▶ [WORK ORDER] Given the entries that follow, write out exactly the lines starting at the one containing "only. When no" and ending at the one containing "pub struct RequestId(pub Uuid);", both ends included, and only those.

◇ ◇ ◇

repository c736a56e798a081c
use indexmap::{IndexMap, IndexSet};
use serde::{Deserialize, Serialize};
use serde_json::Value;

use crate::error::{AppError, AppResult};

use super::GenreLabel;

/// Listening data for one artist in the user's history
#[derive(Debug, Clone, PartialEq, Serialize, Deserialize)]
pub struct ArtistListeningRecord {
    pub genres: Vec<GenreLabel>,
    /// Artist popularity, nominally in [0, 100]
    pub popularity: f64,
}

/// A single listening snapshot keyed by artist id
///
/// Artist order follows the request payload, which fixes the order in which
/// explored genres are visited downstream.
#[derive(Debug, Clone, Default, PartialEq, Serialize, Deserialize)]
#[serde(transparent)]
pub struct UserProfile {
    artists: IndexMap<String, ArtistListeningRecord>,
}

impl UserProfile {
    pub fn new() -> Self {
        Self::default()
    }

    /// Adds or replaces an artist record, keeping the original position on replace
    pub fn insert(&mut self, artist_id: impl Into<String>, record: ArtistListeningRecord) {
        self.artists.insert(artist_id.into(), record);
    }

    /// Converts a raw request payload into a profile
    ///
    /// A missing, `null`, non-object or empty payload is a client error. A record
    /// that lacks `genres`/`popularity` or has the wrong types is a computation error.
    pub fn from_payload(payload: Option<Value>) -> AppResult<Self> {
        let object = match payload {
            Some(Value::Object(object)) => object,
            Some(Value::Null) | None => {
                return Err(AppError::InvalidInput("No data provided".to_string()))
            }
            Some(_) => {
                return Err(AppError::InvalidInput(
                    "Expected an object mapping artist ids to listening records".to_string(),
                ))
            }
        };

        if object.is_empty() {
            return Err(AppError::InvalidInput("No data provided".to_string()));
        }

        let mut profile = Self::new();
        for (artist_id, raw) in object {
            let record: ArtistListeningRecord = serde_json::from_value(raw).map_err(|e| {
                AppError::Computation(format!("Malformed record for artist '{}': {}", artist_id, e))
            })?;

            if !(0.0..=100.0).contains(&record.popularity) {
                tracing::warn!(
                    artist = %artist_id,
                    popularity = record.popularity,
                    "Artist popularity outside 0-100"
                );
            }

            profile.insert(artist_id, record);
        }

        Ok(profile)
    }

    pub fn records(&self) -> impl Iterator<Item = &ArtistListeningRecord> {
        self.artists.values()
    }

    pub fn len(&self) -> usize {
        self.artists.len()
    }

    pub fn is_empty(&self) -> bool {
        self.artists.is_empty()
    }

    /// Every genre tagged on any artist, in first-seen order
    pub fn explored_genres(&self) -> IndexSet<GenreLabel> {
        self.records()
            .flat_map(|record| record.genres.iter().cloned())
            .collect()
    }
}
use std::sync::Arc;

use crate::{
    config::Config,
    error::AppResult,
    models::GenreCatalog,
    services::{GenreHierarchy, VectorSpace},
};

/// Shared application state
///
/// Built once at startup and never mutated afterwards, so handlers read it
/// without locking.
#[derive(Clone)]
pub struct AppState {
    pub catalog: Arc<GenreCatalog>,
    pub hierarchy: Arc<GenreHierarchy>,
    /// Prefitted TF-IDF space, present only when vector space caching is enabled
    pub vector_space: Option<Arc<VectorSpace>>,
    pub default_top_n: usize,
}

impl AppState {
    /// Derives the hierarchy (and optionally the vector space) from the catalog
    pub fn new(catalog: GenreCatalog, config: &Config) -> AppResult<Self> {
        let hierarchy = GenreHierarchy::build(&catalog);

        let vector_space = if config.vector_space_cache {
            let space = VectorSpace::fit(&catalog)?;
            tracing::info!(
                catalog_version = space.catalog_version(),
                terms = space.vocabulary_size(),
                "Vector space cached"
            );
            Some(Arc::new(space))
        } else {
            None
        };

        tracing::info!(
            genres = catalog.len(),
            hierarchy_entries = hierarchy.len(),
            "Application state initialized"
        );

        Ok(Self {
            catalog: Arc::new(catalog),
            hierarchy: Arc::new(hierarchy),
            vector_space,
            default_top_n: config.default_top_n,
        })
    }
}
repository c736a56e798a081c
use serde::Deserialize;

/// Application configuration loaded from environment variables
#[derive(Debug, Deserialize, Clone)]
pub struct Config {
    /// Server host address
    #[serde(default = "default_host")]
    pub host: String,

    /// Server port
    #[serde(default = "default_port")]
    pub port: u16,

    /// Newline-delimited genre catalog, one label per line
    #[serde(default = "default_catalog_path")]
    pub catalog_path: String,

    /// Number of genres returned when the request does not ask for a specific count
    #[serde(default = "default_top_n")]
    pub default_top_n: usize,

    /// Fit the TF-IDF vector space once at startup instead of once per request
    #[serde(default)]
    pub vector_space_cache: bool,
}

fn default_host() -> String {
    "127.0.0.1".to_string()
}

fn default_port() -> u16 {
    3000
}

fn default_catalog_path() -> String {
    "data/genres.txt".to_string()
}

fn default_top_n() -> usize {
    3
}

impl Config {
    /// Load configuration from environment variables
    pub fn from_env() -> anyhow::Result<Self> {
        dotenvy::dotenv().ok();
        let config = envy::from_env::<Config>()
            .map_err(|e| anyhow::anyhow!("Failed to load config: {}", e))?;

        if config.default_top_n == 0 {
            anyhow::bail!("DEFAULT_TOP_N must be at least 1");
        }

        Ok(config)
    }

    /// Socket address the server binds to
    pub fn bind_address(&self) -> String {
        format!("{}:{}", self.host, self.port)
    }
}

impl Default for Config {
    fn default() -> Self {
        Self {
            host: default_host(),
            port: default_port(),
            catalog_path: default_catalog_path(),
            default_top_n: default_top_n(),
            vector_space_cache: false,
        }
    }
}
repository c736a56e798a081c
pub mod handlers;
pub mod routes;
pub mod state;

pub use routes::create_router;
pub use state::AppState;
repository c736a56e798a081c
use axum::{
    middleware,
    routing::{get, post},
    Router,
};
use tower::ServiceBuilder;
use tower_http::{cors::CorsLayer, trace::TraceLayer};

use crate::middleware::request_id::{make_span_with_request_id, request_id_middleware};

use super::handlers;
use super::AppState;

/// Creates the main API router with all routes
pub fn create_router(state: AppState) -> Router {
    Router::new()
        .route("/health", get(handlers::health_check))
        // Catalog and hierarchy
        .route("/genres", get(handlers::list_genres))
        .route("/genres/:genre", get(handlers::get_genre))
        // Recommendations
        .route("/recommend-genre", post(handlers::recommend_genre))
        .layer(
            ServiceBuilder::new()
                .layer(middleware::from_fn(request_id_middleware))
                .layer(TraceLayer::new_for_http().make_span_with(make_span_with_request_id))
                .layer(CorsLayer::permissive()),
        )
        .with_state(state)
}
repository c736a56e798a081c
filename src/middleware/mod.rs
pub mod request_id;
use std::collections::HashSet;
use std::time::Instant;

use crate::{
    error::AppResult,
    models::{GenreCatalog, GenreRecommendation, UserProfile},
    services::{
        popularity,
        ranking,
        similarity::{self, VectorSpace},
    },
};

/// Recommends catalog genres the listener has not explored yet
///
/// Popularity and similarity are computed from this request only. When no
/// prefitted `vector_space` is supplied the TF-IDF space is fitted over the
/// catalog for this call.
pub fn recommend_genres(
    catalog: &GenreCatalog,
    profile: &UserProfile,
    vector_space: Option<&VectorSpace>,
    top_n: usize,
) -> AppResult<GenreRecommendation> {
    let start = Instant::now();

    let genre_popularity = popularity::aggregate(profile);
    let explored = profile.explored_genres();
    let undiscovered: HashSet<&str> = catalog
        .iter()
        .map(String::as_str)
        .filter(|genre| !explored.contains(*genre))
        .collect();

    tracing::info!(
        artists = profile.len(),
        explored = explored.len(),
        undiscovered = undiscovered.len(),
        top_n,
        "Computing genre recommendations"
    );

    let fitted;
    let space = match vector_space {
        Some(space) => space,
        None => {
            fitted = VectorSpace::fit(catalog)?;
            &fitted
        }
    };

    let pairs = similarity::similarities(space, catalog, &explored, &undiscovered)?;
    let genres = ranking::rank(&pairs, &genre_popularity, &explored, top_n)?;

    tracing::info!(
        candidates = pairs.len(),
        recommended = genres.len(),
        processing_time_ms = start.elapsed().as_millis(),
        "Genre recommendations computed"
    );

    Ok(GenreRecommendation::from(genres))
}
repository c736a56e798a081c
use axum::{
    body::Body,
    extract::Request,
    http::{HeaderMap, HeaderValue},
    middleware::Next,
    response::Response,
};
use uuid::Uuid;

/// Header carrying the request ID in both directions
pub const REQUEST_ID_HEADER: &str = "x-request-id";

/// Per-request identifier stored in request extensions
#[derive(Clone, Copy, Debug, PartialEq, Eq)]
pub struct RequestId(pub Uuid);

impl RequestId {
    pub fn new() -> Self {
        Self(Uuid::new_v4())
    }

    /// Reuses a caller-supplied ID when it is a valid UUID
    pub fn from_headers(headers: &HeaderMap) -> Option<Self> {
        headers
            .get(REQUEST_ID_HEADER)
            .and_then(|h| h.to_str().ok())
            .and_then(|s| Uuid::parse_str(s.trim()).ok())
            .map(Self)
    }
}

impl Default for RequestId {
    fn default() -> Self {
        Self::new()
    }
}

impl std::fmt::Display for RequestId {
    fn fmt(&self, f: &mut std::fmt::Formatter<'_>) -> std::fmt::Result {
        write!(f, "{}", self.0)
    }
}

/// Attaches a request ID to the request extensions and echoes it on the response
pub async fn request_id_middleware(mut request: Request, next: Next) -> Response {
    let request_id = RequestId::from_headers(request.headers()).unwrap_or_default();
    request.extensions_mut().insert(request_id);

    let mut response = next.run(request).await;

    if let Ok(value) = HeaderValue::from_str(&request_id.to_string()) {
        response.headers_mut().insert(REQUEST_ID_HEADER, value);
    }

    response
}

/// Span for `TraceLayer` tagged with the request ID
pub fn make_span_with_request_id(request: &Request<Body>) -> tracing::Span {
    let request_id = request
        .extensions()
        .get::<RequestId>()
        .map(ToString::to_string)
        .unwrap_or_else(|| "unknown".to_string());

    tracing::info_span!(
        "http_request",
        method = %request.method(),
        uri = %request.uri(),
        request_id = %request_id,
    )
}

◇ ◇ ◇

▶ [SOLUTION TO THIS TASK]
/// Popularity and similarity are computed from this request only. When no
/// prefitted `vector_space` is supplied the TF-IDF space is fitted over the
/// catalog for this call.
pub fn recommend_genres(
    catalog: &GenreCatalog,
    profile: &UserProfile,
    vector_space: Option<&VectorSpace>,
    top_n: usize,
) -> AppResult<GenreRecommendation> {
    let start = Instant::now();

    let genre_popularity = popularity::aggregate(profile);
    let explored = profile.explored_genres();
    let undiscovered: HashSet<&str> = catalog
        .iter()
        .map(String::as_str)
        .filter(|genre| !explored.contains(*genre))
        .collect();

    tracing::info!(
        artists = profile.len(),
        explored = explored.len(),
        undiscovered = undiscovered.len(),
        top_n,
        "Computing genre recommendations"
    );

    let fitted;
    let space = match vector_space {
        Some(space) => space,
        None => {
            fitted = VectorSpace::fit(catalog)?;
            &fitted
        }
    };

    let pairs = similarity::similarities(space, catalog, &explored, &undiscovered)?;
    let genres = ranking::rank(&pairs, &genre_popularity, &explored, top_n)?;

    tracing::info!(
        candidates = pairs.len(),
        recommended = genres.len(),
        processing_time_ms = start.elapsed().as_millis(),
        "Genre recommendations computed"
    );

    Ok(GenreRecommendation::from(genres))
}
repository c736a56e798a081c
use axum::{
    body::Body,
    extract::Request,
    http::{HeaderMap, HeaderValue},
    middleware::Next,
    response::Response,
};
use uuid::Uuid;

/// Header carrying the request ID in both directions
pub const REQUEST_ID_HEADER: &str = "x-request-id";

/// Per-request identifier stored in request extensions
#[derive(Clone, Copy, Debug, PartialEq, Eq)]
pub struct RequestId(pub Uuid);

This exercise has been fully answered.